While the concept of an Indigenous Voice does seem like an unprecedented approach to these issues – especially for our traditionally risk-adverse nation – the government has clearly indicated that the Indigenous Voice will not have any veto powers over Australian lawmaking or tradition, and will serve only as an ‘advisory body’.

So basically, a room in Parliament House for Indigenous elders and community leaders to convene – and for politicians to visit if they have any policies they would like to run by the Indigenous community, or questions they would like to ask about cultural protocol or lived experiences.

However, even allowing Aboriginal and Torres Strait Islander people into Parliament House as an advisory body is too much for Australia’s conservative media and political classes – who would rather nuke this entire referendum than ever share the halls of power with ‘them’.

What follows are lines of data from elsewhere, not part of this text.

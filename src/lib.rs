//! KeyLegend Library
//!
//! This library resolves Apple `.keylayout` keyboard layouts: what each key
//! produces on every modifier layer and in every dead-key state, how each
//! dead-key state is reached from the neutral state, and how the results are
//! laid out as legends on keyboard-layout-editor charts.

// Module declarations
pub mod cli;
pub mod config;
pub mod constants;
pub mod export;
pub mod keycode_db;
pub mod models;
pub mod parser;
pub mod services;
//! Dead-key path documentation command.

use crate::cli::common::{load_config, load_layout, load_settings, CliError, CliResult};
use crate::export::{generate_state_paths, render_state_paths, select_states};
use clap::Args;
use std::path::{Path, PathBuf};

/// List the shortest key sequences reaching each dead-key state
#[derive(Debug, Clone, Args)]
pub struct PathsArgs {
    /// Path to the .keylayout file
    #[arg(short, long, value_name = "FILE")]
    pub layout: PathBuf,

    /// Settings JSON (modifiers, state legends, substitutions)
    #[arg(short, long, value_name = "FILE")]
    pub settings: Option<PathBuf>,

    /// Key map set id (defaults to settings, config, then "ISO")
    #[arg(long, value_name = "ID")]
    pub map_set: Option<String>,

    /// Only document this state
    #[arg(long, value_name = "STATE", conflicts_with = "all")]
    pub state: Option<String>,

    /// Also document states not declared in settings
    #[arg(long)]
    pub all: bool,

    /// Output as JSON
    #[arg(long)]
    pub json: bool,
}

impl PathsArgs {
    /// Execute the paths command
    pub fn execute(&self, config_path: Option<&Path>) -> CliResult<()> {
        let config = load_config(config_path)?;
        let layout = load_layout(&self.layout)?;
        let settings = load_settings(self.settings.as_deref(), &config)?;
        let map_set = config.effective_map_set(self.map_set.as_deref(), &settings);

        if layout.key_map_set(&map_set).is_none() {
            return Err(CliError::validation(format!(
                "Key map set '{map_set}' not found in layout"
            )));
        }

        let states = match &self.state {
            Some(state) => vec![state.clone()],
            None => select_states(&layout, &settings, self.all),
        };

        let entries = generate_state_paths(&layout, &settings, &map_set, &states)
            .map_err(|e| CliError::from_anyhow("Path search failed", &e))?;

        if self.json {
            println!(
                "{}",
                serde_json::to_string_pretty(&entries)
                    .map_err(|e| CliError::io(format!("Failed to serialize JSON: {e}")))?
            );
        } else if entries.is_empty() {
            println!("No dead-key states to document (declare states in settings or use --all)");
        } else {
            print!("{}", render_state_paths(&entries));
        }

        Ok(())
    }
}
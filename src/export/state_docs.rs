//! Dead-key documentation: how to reach each state from the neutral state.

use anyhow::Result;
use serde::Serialize;
use std::fmt::Write as _;
use tracing::warn;

use crate::models::{KeyboardLayout, Settings};
use crate::services::{KeyResolver, PathFormatter, StatePathFinder};

/// How to type one dead-key state.
#[derive(Debug, Clone, PartialEq, Eq, Serialize)]
pub struct StatePathEntry {
    /// Automaton state name
    pub state: String,
    /// Display legend (declared legend or the raw name)
    pub legend: String,
    /// Rendered shortest key sequences, "" when unreachable
    pub path: String,
    /// Whether any key sequence reaches the state
    pub reachable: bool,
}

/// Finds and renders the shortest paths to each of `states`.
///
/// # Errors
///
/// Fails when the layout has a dangling reference on a used modifier layer
/// or a looping fallback chain.
pub fn generate_state_paths(
    layout: &KeyboardLayout,
    settings: &Settings,
    map_set: &str,
    states: &[String],
) -> Result<Vec<StatePathEntry>> {
    let resolver = KeyResolver::new(layout);
    let finder = StatePathFinder::new(resolver, settings);
    let formatter = PathFormatter::new(resolver, settings);

    let mut entries = Vec::with_capacity(states.len());
    for state in states {
        let paths = finder.find_paths(map_set, state)?;
        if paths.is_empty() {
            warn!(state = %state, map_set, "state is unreachable from the neutral state");
        }

        entries.push(StatePathEntry {
            state: state.clone(),
            legend: settings.state_display(state).to_string(),
            path: formatter.format(map_set, &paths)?,
            reachable: !paths.is_empty(),
        });
    }

    Ok(entries)
}

/// Renders entries as aligned `<legend>  <path>` lines.
///
/// # Example Output
///
/// ```text
/// ´   ⌥ e
/// ˆ   ⌥ i
/// ¨   (unreachable)
/// ```
pub fn render_state_paths(entries: &[StatePathEntry]) -> String {
    let width = entries
        .iter()
        .map(|entry| entry.legend.chars().count())
        .max()
        .unwrap_or(0);

    let mut output = String::new();
    for entry in entries {
        let path = if entry.reachable {
            entry.path.as_str()
        } else {
            "(unreachable)"
        };
        let padding = width - entry.legend.chars().count();
        let _ = writeln!(output, "{}{}  {}", entry.legend, " ".repeat(padding), path);
    }
    output
}

/// Orders states for documentation.
///
/// Declared states come first in settings order. With `include_discovered`, every
/// other state found in the layout follows, sorted by name.
pub fn select_states(
    layout: &KeyboardLayout,
    settings: &Settings,
    include_discovered: bool,
) -> Vec<String> {
    let mut states: Vec<String> = settings.states.iter().map(|s| s.name.clone()).collect();
    if include_discovered {
        for state in layout.states() {
            if !states.contains(&state) {
                states.push(state);
            }
        }
    }
    states
}
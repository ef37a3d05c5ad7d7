//! Application-wide constants.
//!
//! This module defines constants used throughout the application,
//! including the application name and the keylayout conventions the
//! resolver relies on.

/// The display name of the application (human-readable, with proper capitalization).
pub const APP_NAME: &str = "KeyLegend";

/// The binary name of the application (used in command examples, lowercase).
pub const APP_BINARY_NAME: &str = "keylegend";

/// Name of the neutral automaton state (no dead key pending).
pub const NEUTRAL_STATE: &str = "none";

/// Key map set used when neither the CLI, the settings nor the config name one.
pub const DEFAULT_MAP_SET: &str = "ISO";

/// Number of legend placements on a KLE keycap.
pub const KLE_PLACE_COUNT: usize = 12;
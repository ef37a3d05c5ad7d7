//! Keyboard layout data model.
//!
//! Read-only view of a `.keylayout` definition: key map sets with their layers,
//! key bindings, and the dead-key action sets. Built once by [`KeyboardLayout::load`]
//! and never mutated afterwards.

use anyhow::{bail, Context, Result};
use std::collections::{BTreeMap, BTreeSet};

use crate::constants::NEUTRAL_STATE;
use crate::parser::xml_tree::XmlNode;

/// What a single key produces on a layer.
#[derive(Debug, Clone, PartialEq, Eq)]
pub enum KeyBinding {
    /// Fixed text output (`<key output="a"/>`)
    Literal(String),
    /// Reference to an action set (`<key action="acute"/>`)
    ActionRef(String),
}

/// Fallback layer consulted for key codes a key map does not bind.
#[derive(Debug, Clone, PartialEq, Eq)]
pub struct BaseMapRef {
    /// Id of the key map set holding the base layer
    pub map_set: String,
    /// Layer index inside that set
    pub index: u8,
}

/// One layer of a key map set (e.g., "unmodified", "shift").
#[derive(Debug, Clone, PartialEq, Eq)]
pub struct KeyMap {
    /// Layer index (0-255)
    pub index: u8,
    /// Key code to binding; the first binding for a code wins
    pub keys: BTreeMap<u8, KeyBinding>,
    /// Optional fallback layer
    pub base: Option<BaseMapRef>,
}

impl KeyMap {
    /// Creates an empty layer without fallback.
    pub fn new(index: u8) -> Self {
        Self {
            index,
            keys: BTreeMap::new(),
            base: None,
        }
    }

    /// Sets the fallback layer.
    #[must_use]
    pub fn with_base(mut self, map_set: impl Into<String>, index: u8) -> Self {
        self.base = Some(BaseMapRef {
            map_set: map_set.into(),
            index,
        });
        self
    }

    /// Binds a key code to literal text. Existing bindings are kept.
    #[must_use]
    pub fn with_output(mut self, key_code: u8, text: impl Into<String>) -> Self {
        self.bind(key_code, KeyBinding::Literal(text.into()));
        self
    }

    /// Binds a key code to an action set. Existing bindings are kept.
    #[must_use]
    pub fn with_action(mut self, key_code: u8, action_id: impl Into<String>) -> Self {
        self.bind(key_code, KeyBinding::ActionRef(action_id.into()));
        self
    }

    fn bind(&mut self, key_code: u8, binding: KeyBinding) {
        self.keys.entry(key_code).or_insert(binding);
    }

    /// Returns the binding for a key code on this layer only.
    pub fn binding(&self, key_code: u8) -> Option<&KeyBinding> {
        self.keys.get(&key_code)
    }
}

/// A named collection of layers (e.g., "ANSI", "ISO").
#[derive(Debug, Clone, PartialEq, Eq)]
pub struct KeyMapSet {
    /// Set identifier
    pub id: String,
    /// Layers in document order
    pub key_maps: Vec<KeyMap>,
}

impl KeyMapSet {
    /// Creates an empty key map set.
    pub fn new(id: impl Into<String>) -> Self {
        Self {
            id: id.into(),
            key_maps: Vec::new(),
        }
    }

    /// Appends a layer.
    #[must_use]
    pub fn with_key_map(mut self, key_map: KeyMap) -> Self {
        self.key_maps.push(key_map);
        self
    }

    /// Returns the first layer with the given index.
    pub fn key_map(&self, index: u8) -> Option<&KeyMap> {
        self.key_maps.iter().find(|map| map.index == index)
    }
}

/// Result of a state rule firing.
#[derive(Debug, Clone, PartialEq, Eq)]
pub enum RuleOutcome {
    /// Terminal text output
    Emit(String),
    /// Dead-key transition into another state
    Transition(String),
    /// Rule with neither output nor next state
    Inert,
}

/// `<when state="..." .../>`: what an action does in one state.
#[derive(Debug, Clone, PartialEq, Eq)]
pub struct StateRule {
    /// Guard state
    pub state: String,
    /// Outcome when the guard matches
    pub outcome: RuleOutcome,
}

/// A named action with its per-state rules.
#[derive(Debug, Clone, PartialEq, Eq)]
pub struct ActionSet {
    /// Action identifier
    pub id: String,
    /// Rules in document order
    pub rules: Vec<StateRule>,
}

impl ActionSet {
    /// Creates an action with no rules.
    pub fn new(id: impl Into<String>) -> Self {
        Self {
            id: id.into(),
            rules: Vec::new(),
        }
    }

    /// Adds a rule emitting text in `state`.
    #[must_use]
    pub fn emit(mut self, state: impl Into<String>, text: impl Into<String>) -> Self {
        self.rules.push(StateRule {
            state: state.into(),
            outcome: RuleOutcome::Emit(text.into()),
        });
        self
    }

    /// Adds a rule moving from `state` to `next`.
    #[must_use]
    pub fn transition(mut self, state: impl Into<String>, next: impl Into<String>) -> Self {
        self.rules.push(StateRule {
            state: state.into(),
            outcome: RuleOutcome::Transition(next.into()),
        });
        self
    }

    /// Returns the first rule guarded by `state`.
    pub fn rule_for(&self, state: &str) -> Option<&StateRule> {
        self.rules.iter().find(|rule| rule.state == state)
    }
}

/// Complete keyboard layout definition.
#[derive(Debug, Clone, PartialEq, Eq, Default)]
pub struct KeyboardLayout {
    /// Layout name from the `<keyboard name>` attribute
    pub name: String,
    /// Key map sets in document order
    pub key_map_sets: Vec<KeyMapSet>,
    /// Action sets in document order
    pub actions: Vec<ActionSet>,
}

impl KeyboardLayout {
    /// Creates an empty layout.
    pub fn new(name: impl Into<String>) -> Self {
        Self {
            name: name.into(),
            key_map_sets: Vec::new(),
            actions: Vec::new(),
        }
    }

    /// Appends a key map set.
    #[must_use]
    pub fn with_key_map_set(mut self, set: KeyMapSet) -> Self {
        self.key_map_sets.push(set);
        self
    }

    /// Appends an action set.
    #[must_use]
    pub fn with_action(mut self, action: ActionSet) -> Self {
        self.actions.push(action);
        self
    }

    /// Returns the first key map set with the given id.
    pub fn key_map_set(&self, id: &str) -> Option<&KeyMapSet> {
        self.key_map_sets.iter().find(|set| set.id == id)
    }

    /// Returns the first action set with the given id.
    pub fn action_set(&self, id: &str) -> Option<&ActionSet> {
        self.actions.iter().find(|action| action.id == id)
    }

    /// Lists every non-neutral state mentioned by any rule, sorted by name.
    ///
    /// States are never declared up front in a keylayout; they only exist as
    /// guards and transition targets.
    pub fn states(&self) -> Vec<String> {
        let mut states = BTreeSet::new();
        for rule in self.actions.iter().flat_map(|action| &action.rules) {
            states.insert(rule.state.as_str());
            if let RuleOutcome::Transition(next) = &rule.outcome {
                states.insert(next.as_str());
            }
        }
        states.remove(NEUTRAL_STATE);
        states.into_iter().map(str::to_string).collect()
    }

    /// Builds the model from a parsed `<keyboard>` element.
    ///
    /// # Errors
    ///
    /// Returns an error if the root is not `<keyboard>`, a required id/index/code
    /// attribute is missing, or a numeric attribute is not a number in 0-255.
    pub fn load(root: &XmlNode) -> Result<Self> {
        if root.name != "keyboard" {
            bail!("Expected <keyboard> root element, found <{}>", root.name);
        }

        let mut layout = Self::new(root.attr("name").unwrap_or_default());

        for set_node in root.children_named("keyMapSet") {
            layout.key_map_sets.push(load_key_map_set(set_node)?);
        }

        for actions_node in root.children_named("actions") {
            for action_node in actions_node.children_named("action") {
                layout.actions.push(load_action(action_node)?);
            }
        }

        Ok(layout)
    }
}

fn load_key_map_set(node: &XmlNode) -> Result<KeyMapSet> {
    let id = required_attr(node, "id")?;
    let mut set = KeyMapSet::new(id);

    for map_node in node.children_named("keyMap") {
        let index = parse_u8(required_attr(map_node, "index")?, "keyMap index")?;
        let mut key_map = KeyMap::new(index);

        if let Some(base_set) = map_node.attr("baseMapSet") {
            let base_index = map_node
                .attr("baseIndex")
                .map_or(Ok(0), |value| parse_u8(value, "keyMap baseIndex"))?;
            key_map = key_map.with_base(base_set, base_index);
        }

        for key_node in map_node.children_named("key") {
            let code = parse_u8(required_attr(key_node, "code")?, "key code")?;
            if let Some(output) = key_node.attr("output") {
                key_map.bind(code, KeyBinding::Literal(output.to_string()));
            } else if let Some(action) = key_node.attr("action") {
                key_map.bind(code, KeyBinding::ActionRef(action.to_string()));
            }
        }

        set.key_maps.push(key_map);
    }

    Ok(set)
}

fn load_action(node: &XmlNode) -> Result<ActionSet> {
    let mut action = ActionSet::new(required_attr(node, "id")?);

    for when in node.children_named("when") {
        let state = required_attr(when, "state")?.to_string();
        let outcome = match (when.attr("output"), when.attr("next")) {
            (Some(output), _) => RuleOutcome::Emit(output.to_string()),
            (None, Some(next)) => RuleOutcome::Transition(next.to_string()),
            (None, None) => RuleOutcome::Inert,
        };
        action.rules.push(StateRule { state, outcome });
    }

    Ok(action)
}

fn required_attr<'a>(node: &'a XmlNode, key: &str) -> Result<&'a str> {
    node.attr(key)
        .with_context(|| format!("<{}> is missing the '{}' attribute", node.name, key))
}

fn parse_u8(value: &str, what: &str) -> Result<u8> {
    value
        .trim()
        .parse::<u8>()
        .with_context(|| format!("Invalid {what} '{value}': expected a number from 0 to 255"))
}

The Murdoch media and Liberal Party’s hysterical fear that letting Indigenous people into Parliament House is somehow an affront to the power structures that have served them so well – is reminiscent of their fear that allowing gay couples to get married would result in beastiality.

Australians as a whole, are not surprised that the same exact multi-millionaires, who live in nice waterfront suburbs, miles away from any of the catastrophic socio-economic issues facing Indigenous people, are so staunchly opposed to changing anything that might empower our most vulnerable citizens.

In the same way that they thought the gays were violating the sanctity of marriage as an institution, these increasingly irrelevant conservative elites are terrified that allowing even a couple of black people into Parliament House would compromise their stranglehold on wealth and power in this country.